**Stored data entries:**
##########
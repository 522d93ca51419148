//! Simulated devices for tests and dry runs.
//!
//! Every simulated device appends the commands it receives to a shared
//! [`CommandLog`], so a test can assert on the exact order of commands
//! across axes, the actuator and the camera. Position reads are not
//! logged.

use std::collections::VecDeque;
use std::sync::atomic::{AtomicBool, Ordering};
use std::sync::{Arc, Mutex, PoisonError};
use std::time::Duration;

use zebracut_vision::{Frame, GrayImage, Located, Locator, LocatorError, TunableParameters};

use crate::capture::LatestFrame;
use crate::devices::{AxisId, Camera, CuttingActuator, DeviceError, FrameSource, MotionAxis};
use crate::pacer::Pacer;
use crate::run_state::AbortHandle;
use crate::snapshot::{SnapshotError, SnapshotSink};

/// A command received by a simulated device.
#[derive(Debug, Clone, PartialEq)]
pub enum Command {
    /// Relative axis move.
    MoveRelative {
        /// Axis.
        axis: AxisId,
        /// Requested displacement.
        delta: f64,
        /// Requested speed.
        speed: f64,
    },
    /// Absolute axis move.
    MoveAbsolute {
        /// Axis.
        axis: AxisId,
        /// Requested position.
        position: f64,
        /// Requested speed.
        speed: f64,
    },
    /// Axis halt.
    Stop {
        /// Axis.
        axis: AxisId,
    },
    /// Actuator move.
    Actuate {
        /// Requested steps, negative closes.
        steps: i64,
    },
    /// Camera paused.
    StopCapture,
    /// Camera resumed.
    StartCapture,
}

#[derive(Debug, Default)]
struct LogState {
    commands: Vec<Command>,
    abort_after: Option<(usize, AbortHandle)>,
}

/// Shared, ordered record of device commands.
#[derive(Debug, Clone, Default)]
pub struct CommandLog {
    state: Arc<Mutex<LogState>>,
}

impl CommandLog {
    /// An empty log.
    #[must_use]
    pub fn new() -> Self {
        Self::default()
    }

    /// Append a command.
    pub fn record(&self, command: Command) {
        let mut state = self.state.lock().unwrap_or_else(PoisonError::into_inner);
        state.commands.push(command);
        if let Some((n, handle)) = &state.abort_after
            && state.commands.len() >= *n
        {
            handle.abort();
        }
    }

    /// Every command so far, in order.
    #[must_use]
    pub fn commands(&self) -> Vec<Command> {
        self.state
            .lock()
            .unwrap_or_else(PoisonError::into_inner)
            .commands
            .clone()
    }

    /// Set `handle` once `n` commands have been recorded, simulating an
    /// operator stop while the `n`th command is executing.
    pub fn abort_after(&self, n: usize, handle: AbortHandle) {
        self.state
            .lock()
            .unwrap_or_else(PoisonError::into_inner)
            .abort_after = Some((n, handle));
    }

    /// Count commands matching `predicate`.
    #[must_use]
    pub fn count(&self, predicate: impl Fn(&Command) -> bool) -> usize {
        self.state
            .lock()
            .unwrap_or_else(PoisonError::into_inner)
            .commands
            .iter()
            .filter(|c| predicate(c))
            .count()
    }
}

/// An ideal axis: every move lands exactly.
#[derive(Debug)]
pub struct SimAxis {
    id: AxisId,
    position: f64,
    log: CommandLog,
    failure: Option<DeviceError>,
}

impl SimAxis {
    /// Axis `id` starting at `position`.
    #[must_use]
    pub const fn new(id: AxisId, position: f64, log: CommandLog) -> Self {
        Self {
            id,
            position,
            log,
            failure: None,
        }
    }

    /// Make every later call fail with `error`.
    pub fn fail_with(&mut self, error: DeviceError) {
        self.failure = Some(error);
    }

    fn check(&self) -> Result<(), DeviceError> {
        self.failure.clone().map_or(Ok(()), Err)
    }
}

impl MotionAxis for SimAxis {
    fn position(&mut self) -> Result<f64, DeviceError> {
        self.check()?;
        Ok(self.position)
    }

    fn move_relative(&mut self, delta: f64, speed: f64) -> Result<(), DeviceError> {
        self.check()?;
        self.log.record(Command::MoveRelative {
            axis: self.id,
            delta,
            speed,
        });
        self.position += delta;
        Ok(())
    }

    fn move_absolute(&mut self, position: f64, speed: f64) -> Result<(), DeviceError> {
        self.check()?;
        self.log.record(Command::MoveAbsolute {
            axis: self.id,
            position,
            speed,
        });
        self.position = position;
        Ok(())
    }

    fn stop(&mut self) -> Result<(), DeviceError> {
        self.check()?;
        self.log.record(Command::Stop { axis: self.id });
        Ok(())
    }
}

/// A stepper that tracks its step count.
#[derive(Debug)]
pub struct SimActuator {
    position: i64,
    log: CommandLog,
}

impl SimActuator {
    /// Actuator at step 0.
    #[must_use]
    pub const fn new(log: CommandLog) -> Self {
        Self { position: 0, log }
    }
}

impl CuttingActuator for SimActuator {
    fn move_steps(&mut self, steps: i64) -> Result<(), DeviceError> {
        self.log.record(Command::Actuate { steps });
        self.position += steps;
        Ok(())
    }

    fn position(&mut self) -> Result<i64, DeviceError> {
        Ok(self.position)
    }
}

/// A camera showing whatever frame the test put in front of it.
#[derive(Debug)]
pub struct SimCamera {
    latest: LatestFrame,
    active: AtomicBool,
    log: CommandLog,
}

impl SimCamera {
    /// Active camera with no frame yet.
    #[must_use]
    pub fn new(log: CommandLog) -> Self {
        Self {
            latest: LatestFrame::new(),
            active: AtomicBool::new(true),
            log,
        }
    }

    /// Active camera already showing `image`.
    #[must_use]
    pub fn showing(image: GrayImage, log: CommandLog) -> Self {
        let camera = Self::new(log);
        camera.latest.publish(Frame::new(image, 0));
        camera
    }

    /// The slot frames are read from; publish to change the view.
    #[must_use]
    pub fn slot(&self) -> LatestFrame {
        self.latest.clone()
    }
}

impl Camera for SimCamera {
    fn latest_frame(&self) -> Option<Frame> {
        self.latest.get()
    }

    fn is_active(&self) -> bool {
        self.active.load(Ordering::SeqCst)
    }

    fn stop_capture(&self) -> Result<(), DeviceError> {
        self.log.record(Command::StopCapture);
        self.active.store(false, Ordering::SeqCst);
        Ok(())
    }

    fn start_capture(&self) -> Result<(), DeviceError> {
        self.log.record(Command::StartCapture);
        self.active.store(true, Ordering::SeqCst);
        Ok(())
    }
}

/// Frame source replaying a fixed list of images.
#[derive(Debug)]
pub struct SimFrameSource {
    frames: VecDeque<GrayImage>,
    repeat: Option<GrayImage>,
    disconnect_when_empty: bool,
}

impl SimFrameSource {
    /// Yield `frames` once each, then nothing.
    #[must_use]
    pub fn new(frames: Vec<GrayImage>) -> Self {
        Self {
            frames: frames.into(),
            repeat: None,
            disconnect_when_empty: false,
        }
    }

    /// Yield `image` forever.
    #[must_use]
    pub fn repeating(image: GrayImage) -> Self {
        Self {
            frames: VecDeque::new(),
            repeat: Some(image),
            disconnect_when_empty: false,
        }
    }

    /// Report [`DeviceError::Disconnected`] once the list runs out.
    #[must_use]
    pub const fn disconnect_when_empty(mut self) -> Self {
        self.disconnect_when_empty = true;
        self
    }
}

impl FrameSource for SimFrameSource {
    fn grab(&mut self, _timeout: Duration) -> Result<Option<GrayImage>, DeviceError> {
        if let Some(image) = self.frames.pop_front() {
            return Ok(Some(image));
        }
        if self.disconnect_when_empty {
            return Err(DeviceError::Disconnected);
        }
        Ok(self.repeat.clone())
    }
}

/// Records waits instead of sleeping.
#[derive(Debug, Default)]
pub struct RecordingPacer {
    waits: Mutex<Vec<Duration>>,
}

impl RecordingPacer {
    /// Every wait requested so far.
    #[must_use]
    pub fn waits(&self) -> Vec<Duration> {
        self.waits
            .lock()
            .unwrap_or_else(PoisonError::into_inner)
            .clone()
    }

    /// Sum of all waits.
    #[must_use]
    pub fn total(&self) -> Duration {
        self.waits().iter().sum()
    }
}

impl Pacer for RecordingPacer {
    fn wait(&self, duration: Duration) {
        self.waits
            .lock()
            .unwrap_or_else(PoisonError::into_inner)
            .push(duration);
    }
}

/// Locator returning a scripted result per call.
///
/// Once the script runs out the last result repeats.
#[derive(Debug)]
pub struct ScriptedLocator {
    script: Mutex<VecDeque<Result<Located, LocatorError>>>,
    last: Mutex<Option<Result<Located, LocatorError>>>,
}

impl ScriptedLocator {
    /// Locator answering with `script` in order.
    #[must_use]
    pub fn new(script: Vec<Result<Located, LocatorError>>) -> Self {
        Self {
            script: Mutex::new(script.into()),
            last: Mutex::new(None),
        }
    }
}

impl Locator for ScriptedLocator {
    fn locate(&self, _frame: &Frame, _params: &TunableParameters) -> Result<Located, LocatorError> {
        let next = self
            .script
            .lock()
            .unwrap_or_else(PoisonError::into_inner)
            .pop_front();
        let mut last = self.last.lock().unwrap_or_else(PoisonError::into_inner);
        if let Some(result) = next {
            *last = Some(result);
        }
        last.clone().unwrap_or(Err(LocatorError::NoForegroundArea))
    }
}

/// Snapshot sink that remembers labels and frame sequence numbers.
#[derive(Debug, Clone, Default)]
pub struct MemorySink {
    saved: Arc<Mutex<Vec<(String, u64)>>>,
}

impl MemorySink {
    /// `(label, frame sequence)` in save order.
    #[must_use]
    pub fn saved(&self) -> Vec<(String, u64)> {
        self.saved
            .lock()
            .unwrap_or_else(PoisonError::into_inner)
            .clone()
    }
}

impl SnapshotSink for MemorySink {
    fn save(&mut self, frame: &Frame, label: &str) -> Result<(), SnapshotError> {
        self.saved
            .lock()
            .unwrap_or_else(PoisonError::into_inner)
            .push((label.to_owned(), frame.sequence()));
        Ok(())
    }
}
##########
**Required action:** Pull every line containing the word "list" out of the entries above.

**Response for this exercise:**
/// Frame source replaying a fixed list of images.
    /// Report [`DeviceError::Disconnected`] once the list runs out.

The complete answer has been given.